My disclaimer to this list is that I do not have the solutions to the problems. Perhaps with time, I could come up with some proposals and such. However, my point is not to push forth my own ideas as solutions, but rather to point out the problems I run into frequently. In my mind, it’s solving these problems that should lead to HTML 5.

  1. Better Accessibility – there are precious few accessibility features in HTML currently. We do a lot of hacking to provide better experiences to screen readers and the like, often ending up with hacks. There should be an easy way to provide accessibility features without sacrificing the visual format of the page or necessitating hacks such as text-align: -10000px to hide things visually but allow screen readers to read them. This goes double for dynamic portions of the page.
  2. Better form controls – as desktop apps have moved towards more interest input controls, we’ve been stuck with textboxes, checkboxes, radio buttons, standard buttons, and a single file upload for far too long. We need more control options, including multiple file upload and ways to submit structured data. All form controls should support some kind of built-in validation so we don’t need to keep re-writing validation routines. All of the controls should be completely stylable with CSS in a consistent way.
  3. More UI elements – things like menus and tabsets have become so commonplace that it makes sense to make them part of HTML. This would save us from downloading JavaScript just to get these interactions.
  4. Different behavior attachment – I’ve blogged about this before, but we really need a different way to attach behavior to elements. The old <script/> element just isn’t cutting it anymore.
  5. Style and script containment – we need a way to constrain styles and scripts to a particular section of the page. This is the problem that Crockford’s proposed <module/> tag solves. I’m not saying it’s the right solution, just saying it is an identification of the problem.
  6. Built-in sprites – CSS sprites are a pain to implement and create. It’d be nice to have native support for sprites, where an image can be easily defined as being located within a larger sprite image.
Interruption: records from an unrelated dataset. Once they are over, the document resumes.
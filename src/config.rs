// ⚙️ Configuration - optional TOML file, defaults otherwise

use crate::error::{DashboardError, Result};
use serde::Deserialize;
use std::fs;
use std::path::{Path, PathBuf};
use tracing::info;

pub const DEFAULT_CONFIG_FILE: &str = "dashboard.toml";

/// Largest TTL a chrono duration can hold in whole seconds
const MAX_CACHE_TTL_SECS: u64 = (i64::MAX / 1000) as u64;

#[derive(Debug, Clone, PartialEq, Deserialize)]
#[serde(default)]
pub struct Config {
    /// Directory holding the three metric CSV files
    pub data_dir: PathBuf,
    pub files: MetricFiles,
    /// Lifetime of the memoized merged table
    pub cache_ttl_secs: u64,
    /// Countries selected when the dashboard opens
    pub default_countries: Vec<String>,
    /// Largest bubble size, in chart units
    pub size_max: f64,
    /// Year advance interval while playing
    pub play_interval_ms: u64,
    pub server: ServerConfig,
}

#[derive(Debug, Clone, PartialEq, Deserialize)]
#[serde(default)]
pub struct MetricFiles {
    pub lex: String,
    pub gni_per_capita: String,
    pub population: String,
}

#[derive(Debug, Clone, PartialEq, Deserialize)]
#[serde(default)]
pub struct ServerConfig {
    pub addr: String,
}

impl Default for Config {
    fn default() -> Self {
        Config {
            data_dir: PathBuf::from("."),
            files: MetricFiles::default(),
            cache_ttl_secs: 3600,
            default_countries: vec![
                "Germany".to_string(),
                "USA".to_string(),
                "Vietnam".to_string(),
            ],
            size_max: 60.0,
            play_interval_ms: 500,
            server: ServerConfig::default(),
        }
    }
}

impl Default for MetricFiles {
    fn default() -> Self {
        MetricFiles {
            lex: "lex.csv".to_string(),
            gni_per_capita: "ny_gnp_pcap_pp_cd.csv".to_string(),
            population: "pop.csv".to_string(),
        }
    }
}

impl Default for ServerConfig {
    fn default() -> Self {
        ServerConfig {
            addr: "0.0.0.0:3000".to_string(),
        }
    }
}

impl Config {
    /// Load from `path`. A missing file yields the defaults.
    pub fn load(path: &Path) -> Result<Self> {
        if !path.exists() {
            info!(path = %path.display(), "No config file, using defaults");
            return Ok(Config::default());
        }

        let content = fs::read_to_string(path).map_err(|e| {
            DashboardError::Config(format!(
                "Failed to read config file '{}': {}",
                path.display(),
                e
            ))
        })?;

        Self::from_toml(&content)
    }

    pub fn from_toml(content: &str) -> Result<Self> {
        let config: Config = toml::from_str(content)?;
        config.validate()?;
        Ok(config)
    }

    fn validate(&self) -> Result<()> {
        if self.cache_ttl_secs == 0 {
            return Err(DashboardError::Config(
                "cache_ttl_secs must be greater than zero".to_string(),
            ));
        }
        if self.cache_ttl_secs > MAX_CACHE_TTL_SECS {
            return Err(DashboardError::Config(format!(
                "cache_ttl_secs must be at most {}",
                MAX_CACHE_TTL_SECS
            )));
        }
        if !(self.size_max > 0.0) {
            return Err(DashboardError::Config(
                "size_max must be a positive number".to_string(),
            ));
        }
        Ok(())
    }

    /// Full paths of the metric files, in join order (lex, gni, population)
    pub fn metric_paths(&self) -> [PathBuf; 3] {
        [
            self.data_dir.join(&self.files.lex),
            self.data_dir.join(&self.files.gni_per_capita),
            self.data_dir.join(&self.files.population),
        ]
    }

    pub fn cache_ttl(&self) -> chrono::Duration {
        chrono::Duration::seconds(self.cache_ttl_secs.min(MAX_CACHE_TTL_SECS) as i64)
    }
}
These are the issues that tend to bite me on a regular basis, and I think they’re annoying to a great deal of web developers. I think the next version of HTML should first aim to ease some of the pains we currently have rather than being an end-all be-all wishlist. Let’s get the simple stuff figured out first before moving on to more complex things.

Disclaimer: Any viewpoints and opinions expressed in this article are those of Nicholas C. Zakas and do not, in any way, reflect those of my employer, my colleagues, Wrox Publishing, O'Reilly Publishing, or anyone else. I speak only for myself, not for them.